1. Diabetes Impacts Your Hearing
When tested with low to mid-frequency sound, individuals with diabetes were two times as likely to have mild to severe hearing loss according to a widely cited study that observed over 5,000 adults. Hearing loss was also more likely with high-frequency tones, but not as severe. This same research reported that individuals who had slightly elevated blood sugar levels (pre-diabetic) were 30% more likely to have hearing impairment. A more recent meta-study revealed that the link between diabetes and hearing loss was consistent, even when controlling for other variables.
So a greater risk of hearing loss is firmly connected to diabetes. But the significant question is why is there a connection. When it comes to this, science doesn’t really have the answers. A whole variety of health concerns have been linked to diabetes, including damage to the limbs, kidneys, and eyes. One theory is that the disease could affect the ears in a similar way, damaging blood vessels in the inner ear. But it may also be associated with general health management. A study that looked at military veterans highlighted the link between hearing loss and diabetes, but in particular, it revealed that those with unchecked diabetes, in other words, individuals who are not controlling their blood sugar or otherwise taking care of the disease, suffered worse consequences. It’s essential to have a doctor check your blood sugar if you believe you might have undiagnosed diabetes or are pre-diabetic.
2. High Blood Pressure Can Damage Your Ears
It is well established that high blood pressure has a connection to, if not accelerates, hearing loss. The results are consistent even when controlling for variables such as noise exposure and whether you smoke. Gender seems to be the only variable that makes a difference: Males who have high blood pressure are at a greater risk of hearing loss.
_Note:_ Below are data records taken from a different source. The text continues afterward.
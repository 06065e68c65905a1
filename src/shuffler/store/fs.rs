use super::StorageProvider;
use crate::error::{Result, ShufflerError};
use std::fs;
use std::path::{Path, PathBuf};
use uuid::Uuid;

#[derive(Debug, Default, Clone)]
pub struct FsStorage;

impl FsStorage {
    pub fn new() -> Self {
        Self
    }

    fn ensure_dir(&self, path: &Path) -> Result<()> {
        if !path.exists() {
            fs::create_dir_all(path).map_err(|e| ShufflerError::storage(path, e))?;
        }
        Ok(())
    }
}

impl StorageProvider for FsStorage {
    fn get(&self, path: &Path) -> Result<String> {
        fs::read_to_string(path).map_err(|e| ShufflerError::storage(path, e))
    }

    fn put(&self, path: &Path, value: &str) -> Result<()> {
        let dir = path.parent().filter(|p| !p.as_os_str().is_empty());
        if let Some(dir) = dir {
            self.ensure_dir(dir)?;
        }

        // Atomic write
        let tmp_name = format!(".shuffler-{}.tmp", Uuid::new_v4());
        let tmp_path = match dir {
            Some(dir) => dir.join(tmp_name),
            None => PathBuf::from(tmp_name),
        };
        fs::write(&tmp_path, value).map_err(|e| ShufflerError::storage(&tmp_path, e))?;
        fs::rename(&tmp_path, path).map_err(|e| ShufflerError::storage(path, e))?;
        Ok(())
    }

    fn list(&self, dir: &Path) -> Result<Vec<PathBuf>> {
        if !dir.is_dir() {
            return Ok(Vec::new());
        }

        let mut paths = Vec::new();
        let entries = fs::read_dir(dir).map_err(|e| ShufflerError::storage(dir, e))?;
        for entry in entries {
            let entry = entry.map_err(|e| ShufflerError::storage(dir, e))?;
            let path = entry.path();
            if path.is_file() {
                paths.push(path);
            }
        }
        Ok(paths)
    }

    fn delete(&self, path: &Path) -> Result<()> {
        if path.is_file() {
            fs::remove_file(path).map_err(|e| ShufflerError::storage(path, e))?;
        } else if path.is_dir() {
            fs::remove_dir_all(path).map_err(|e| ShufflerError::storage(path, e))?;
        }
        Ok(())
    }

    fn exists(&self, path: &Path) -> bool {
        path.exists()
    }
}
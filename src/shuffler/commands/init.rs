use crate::codec::EntityCodec;
use crate::commands::{CmdMessage, CmdResult};
use crate::config::ShufflerConfig;
use crate::document::Project;
use crate::error::{Result, ShufflerError};
use crate::model::Section;
use crate::store::StorageProvider;
use crate::writer::ProjectWriter;
use std::path::Path;

/// Writes an empty project (root section, default category, default config).
/// Refuses a directory that already holds a manifest.
pub fn run<S: StorageProvider>(
    storage: &S,
    project_dir: &Path,
    root_summary: &str,
) -> Result<CmdResult> {
    let codec = EntityCodec::new(storage);
    if storage.exists(&codec.manifest_path(project_dir)) {
        return Err(ShufflerError::InvalidOperation(format!(
            "A project already exists at {}",
            project_dir.display()
        )));
    }

    let mut project = Project::new(Section::new(root_summary));
    ProjectWriter::new(storage).save(&mut project, project_dir)?;
    if !storage.exists(&ShufflerConfig::path(project_dir)) {
        ShufflerConfig::default().save(storage, project_dir)?;
    }

    let mut result = CmdResult::default().with_affected(vec![project.root_id()]);
    result.add_message(CmdMessage::success(format!(
        "Initialized project at {}",
        project_dir.display()
    )));
    Ok(result)
}

#[cfg(test)]
mod tests {
    use super::*;
    use crate::loader::ProjectLoader;
    use crate::store::memory::MemoryStorage;

    #[test]
    fn test_init_writes_loadable_project() {
        let storage = MemoryStorage::new();
        let dir = Path::new("book");
        let result = run(&storage, dir, "My Novel").unwrap();

        let loaded = ProjectLoader::new(&storage).load(dir).unwrap();
        assert_eq!(loaded.root.id(), result.affected[0]);
        assert_eq!(loaded.root.meta.summary, "My Novel");
        assert!(loaded.warnings.is_empty());
        assert!(storage.exists(&dir.join("config.json")));
    }

    #[test]
    fn test_init_refuses_existing_project() {
        let storage = MemoryStorage::new();
        let dir = Path::new("book");
        run(&storage, dir, "First").unwrap();
        let err = run(&storage, dir, "Second").unwrap_err();
        assert!(matches!(err, ShufflerError::InvalidOperation(_)));
    }
}
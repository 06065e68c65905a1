//! # API Facade
//!
//! The API layer is a **thin facade** over the command layer and the single entry point for
//! every shuffler operation, whatever the UI.
//!
//! ## Role and Responsibilities
//!
//! The API facade:
//! - **Loads** the project before a command and **saves** it after a mutating one
//! - **Normalizes inputs** (selectors like `root` or a uuid prefix become entity ids)
//! - **Reads import sources** from the filesystem and hands their text to the command layer
//! - **Returns structured types** (`Result<CmdResult>`)
//!
//! ## What the API Does NOT Do
//!
//! - **Business logic**: that belongs in `commands/*.rs`
//! - **Presentation**: no stdout, stderr or formatting
//!
//! ## Generic Over StorageProvider
//!
//! `ShufflerApi<S: StorageProvider>` runs on `FsStorage` in production and `MemoryStorage`
//! in tests. A save only happens when the command actually changed something.

use crate::codec::{Decoded, EntityCodec};
use crate::commands::{self, helpers};
use crate::config::ShufflerConfig;
use crate::document::Project;
use crate::error::{Result, ShufflerError};
use crate::loader::{LoadWarning, ProjectLoader};
use crate::model::{Entity, EntityKind, Section};
use crate::store::StorageProvider;
use crate::writer::ProjectWriter;
use std::fs;
use std::path::{Path, PathBuf};
use tracing::debug;

pub const DEFAULT_ROOT_SUMMARY: &str = "Project Root";

pub struct ShufflerApi<S: StorageProvider> {
    storage: S,
    project_path: PathBuf,
}

impl<S: StorageProvider> ShufflerApi<S> {
    pub fn new(storage: S, project_path: impl Into<PathBuf>) -> Self {
        Self {
            storage,
            project_path: project_path.into(),
        }
    }

    pub fn project_path(&self) -> &Path {
        &self.project_path
    }

    pub fn storage(&self) -> &S {
        &self.storage
    }

    pub fn load_config(&self) -> Result<ShufflerConfig> {
        ShufflerConfig::load(&self.storage, &self.project_path)
    }

    /// Loads the project. Load warnings are already logged by the loader.
    pub fn load(&self) -> Result<(Project, Vec<LoadWarning>)> {
        let mut result = ProjectLoader::new(&self.storage).load(&self.project_path)?;
        let warnings = std::mem::take(&mut result.warnings);
        Ok((Project::from_load_result(result), warnings))
    }

    pub fn save(&self, project: &mut Project) -> Result<()> {
        ProjectWriter::new(&self.storage).save(project, &self.project_path)
    }

    fn read<F>(&self, f: F) -> Result<commands::CmdResult>
    where
        F: FnOnce(&Project) -> Result<commands::CmdResult>,
    {
        let (project, _) = self.load()?;
        f(&project)
    }

    /// Load → command → save. A save rewrites every entity file, so it is refused while the
    /// store holds files the loader had to skip; `doctor --fix` is the explicit way to drop
    /// them. Other load warnings are passed on as messages.
    fn mutate<F>(&self, f: F) -> Result<commands::CmdResult>
    where
        F: FnOnce(&mut Project) -> Result<commands::CmdResult>,
    {
        let (mut project, warnings) = self.load()?;
        let mut result = f(&mut project)?;
        if project.has_unsaved_changes() {
            let skipped = warnings.iter().filter(|w| w.skips_file()).count();
            if skipped > 0 {
                return Err(ShufflerError::InvalidOperation(format!(
                    "{} project file(s) could not be loaded and saving would delete them. \
                     Run `shuffler doctor` to see them, fix them by hand or run \
                     `shuffler doctor --fix` to drop them",
                    skipped
                )));
            }
            self.save(&mut project)?;
        } else {
            debug!("nothing changed, skipping save");
        }
        for warning in &warnings {
            result.add_message(commands::CmdMessage::warning(warning.to_string()));
        }
        Ok(result)
    }

    pub fn init(&self, root_summary: Option<&str>) -> Result<commands::CmdResult> {
        commands::init::run(
            &self.storage,
            &self.project_path,
            root_summary.unwrap_or(DEFAULT_ROOT_SUMMARY),
        )
    }

    pub fn tree(&self) -> Result<commands::CmdResult> {
        self.read(commands::tree::run)
    }

    pub fn show(&self, selector: &str) -> Result<commands::CmdResult> {
        self.read(|project| {
            let id = helpers::resolve(project, selector)?;
            commands::show::run(project, id)
        })
    }

    pub fn add(
        &self,
        parent: &str,
        kind: EntityKind,
        summary: Option<String>,
        content: Option<String>,
    ) -> Result<commands::CmdResult> {
        let config = self.load_config()?;
        self.mutate(|project| {
            let parent = helpers::resolve(project, parent)?;
            commands::add::run(project, &config, parent, kind, summary, content)
        })
    }

    /// `category` is a category id or name; an empty string clears the category.
    pub fn update(
        &self,
        selector: &str,
        mut update: commands::update::EntityUpdate,
        category: Option<&str>,
    ) -> Result<commands::CmdResult> {
        self.mutate(|project| {
            let id = helpers::resolve(project, selector)?;
            if let Some(category) = category {
                update.category = Some(if category.trim().is_empty() {
                    None
                } else {
                    Some(helpers::resolve_category(project, category)?)
                });
            }
            commands::update::run(project, id, update)
        })
    }

    pub fn detach<I: AsRef<str>>(&self, selectors: &[I]) -> Result<commands::CmdResult> {
        self.mutate(|project| {
            let ids = helpers::resolve_all(project, selectors)?;
            commands::detach::run(project, &ids)
        })
    }

    pub fn attach(&self, selector: &str, parent: &str) -> Result<commands::CmdResult> {
        self.mutate(|project| {
            let id = helpers::resolve(project, selector)?;
            let parent = helpers::resolve(project, parent)?;
            commands::attach::run(project, id, parent)
        })
    }

    pub fn delete<I: AsRef<str>>(&self, selectors: &[I]) -> Result<commands::CmdResult> {
        self.mutate(|project| {
            let ids = helpers::resolve_all(project, selectors)?;
            commands::delete::run(project, &ids)
        })
    }

    /// Imports files and directories. Directory entries are filtered by the configured
    /// import extensions; files named explicitly are always read.
    pub fn import_paths(&self, paths: Vec<PathBuf>) -> Result<commands::CmdResult> {
        let config = self.load_config()?;
        let mut sources = Vec::new();
        let mut skipped = Vec::new();

        for path in paths {
            if path.is_dir() {
                let mut files: Vec<PathBuf> = fs::read_dir(&path)
                    .map_err(|e| ShufflerError::storage(&path, e))?
                    .filter_map(|entry| entry.ok().map(|entry| entry.path()))
                    .filter(|sub_path| sub_path.is_file() && config.is_importable(sub_path))
                    .collect();
                files.sort();
                for file in files {
                    sources.push(read_source(&file)?);
                }
            } else if path.is_file() {
                sources.push(read_source(&path)?);
            } else {
                skipped.push(path);
            }
        }

        let mut result = self.import_sources(&sources)?;
        for path in skipped.iter().rev() {
            result.messages.insert(
                0,
                commands::CmdMessage::warning(format!("Path not found: {}", path.display())),
            );
        }
        Ok(result)
    }

    pub fn import_sources(
        &self,
        sources: &[commands::import::ImportSource],
    ) -> Result<commands::CmdResult> {
        self.mutate(|project| commands::import::run(project, sources))
    }

    /// Exports a section (the root when `selector` is `None`) as tagged text.
    pub fn export(&self, selector: Option<&str>) -> Result<commands::CmdResult> {
        self.read(|project| {
            let id = match selector {
                Some(selector) => helpers::resolve(project, selector)?,
                None => project.root_id(),
            };
            commands::export::run(project, id)
        })
    }

    /// Re-reads one entity's file and copies its values onto `project`, a live project the
    /// caller keeps in memory. Picks up hand edits to the file without touching structure.
    /// Nothing is saved.
    pub fn reload(&self, project: &mut Project, selector: &str) -> Result<commands::CmdResult> {
        let id = helpers::resolve(project, selector)?;
        let codec = EntityCodec::new(&self.storage);
        let path = if id == project.root_id() {
            codec.section_path(&self.project_path, id)
        } else {
            let entity = project.find(id).ok_or(ShufflerError::EntityNotFound(id))?;
            codec.entity_path(&self.project_path, entity)
        };
        let source = match codec.deserialize(&path)? {
            Decoded::Card(card) => Entity::Card(card),
            Decoded::Section(record) => Entity::Section(Section::from_meta(record.to_meta())),
        };

        let mut result = commands::CmdResult::default();
        if project.copy_values_from(id, &source)? {
            result.affected.push(id);
            result.add_message(commands::CmdMessage::success(format!(
                "Reloaded {}",
                commands::describe(project, id)
            )));
        } else {
            result.add_message(commands::CmdMessage::info(format!(
                "{} already matches its file",
                commands::describe(project, id)
            )));
        }
        Ok(result)
    }

    pub fn category(
        &self,
        action: commands::category::CategoryAction,
    ) -> Result<commands::CmdResult> {
        if action.is_mutation() {
            self.mutate(|project| commands::category::run(project, action))
        } else {
            let (mut project, _) = self.load()?;
            commands::category::run(&mut project, action)
        }
    }

    /// Resolves a category selector (id or name) against the current project.
    pub fn resolve_category(&self, selector: &str) -> Result<crate::categories::CategoryId> {
        let (project, _) = self.load()?;
        helpers::resolve_category(&project, selector)
    }

    /// Reports load problems; with `fix`, saves the loaded state back so the store is clean.
    pub fn doctor(&self, fix: bool) -> Result<commands::CmdResult> {
        let (mut project, warnings) = self.load()?;
        let rewrite = fix && !warnings.is_empty();
        if rewrite {
            self.save(&mut project)?;
        }
        commands::doctor::run(&warnings, rewrite)
    }

    pub fn config(&self, action: ConfigAction) -> Result<commands::CmdResult> {
        commands::config::run(&self.storage, &self.project_path, action)
    }
}

fn read_source(path: &Path) -> Result<commands::import::ImportSource> {
    let text = fs::read_to_string(path).map_err(|e| ShufflerError::storage(path, e))?;
    Ok(commands::import::ImportSource::new(
        path.display().to_string(),
        text,
    ))
}

pub use crate::commands::category::CategoryAction;
pub use crate::commands::config::ConfigAction;
pub use crate::commands::import::ImportSource;
pub use crate::commands::update::EntityUpdate;
pub use commands::{CmdMessage, CmdResult, EntityView, MessageLevel, OutlineRow};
Your ears aren’t part of your circulatory system, but they’re darn close to it: In addition to the numerous tiny blood vessels in your ear, two of the body’s main arteries go right by it. Individuals with high blood pressure, in many cases, can hear their own blood pumping and this is the source of their tinnitus. That’s why this kind of tinnitus is called pulsatile tinnitus; you hear your pulse. But high blood pressure could also potentially cause physical harm to your ears, that’s the main theory behind why it would accelerate hearing loss. If your heart is pumping harder, there’s more force behind each beat. That could potentially injure the smaller blood arteries inside your ears. High blood pressure is manageable through both lifestyle changes and medical interventions. But if you think you’re experiencing hearing impairment, even if you think you’re not old enough for age-related hearing loss, you should make an appointment to see us.
3. Hearing Loss And Dementia
Hearing loss might put you at a higher risk of dementia. Research from Johns Hopkins University that observed nearly 2,000 patients over the course of six years discovered that the risk of cognitive deterioration increased by 24% with just mild hearing loss (about 25 dB). And the worse the level of hearing loss, the higher the danger of dementia, according to another study carried out over a decade by the same researchers. They also found a similar connection to Alzheimer’s Disease. Based on these findings, moderate hearing loss puts you at 3X the risk of somebody without hearing loss. The danger rises to 4 times with extreme hearing loss.
It’s essential, then, to have your hearing tested. Your health depends on it.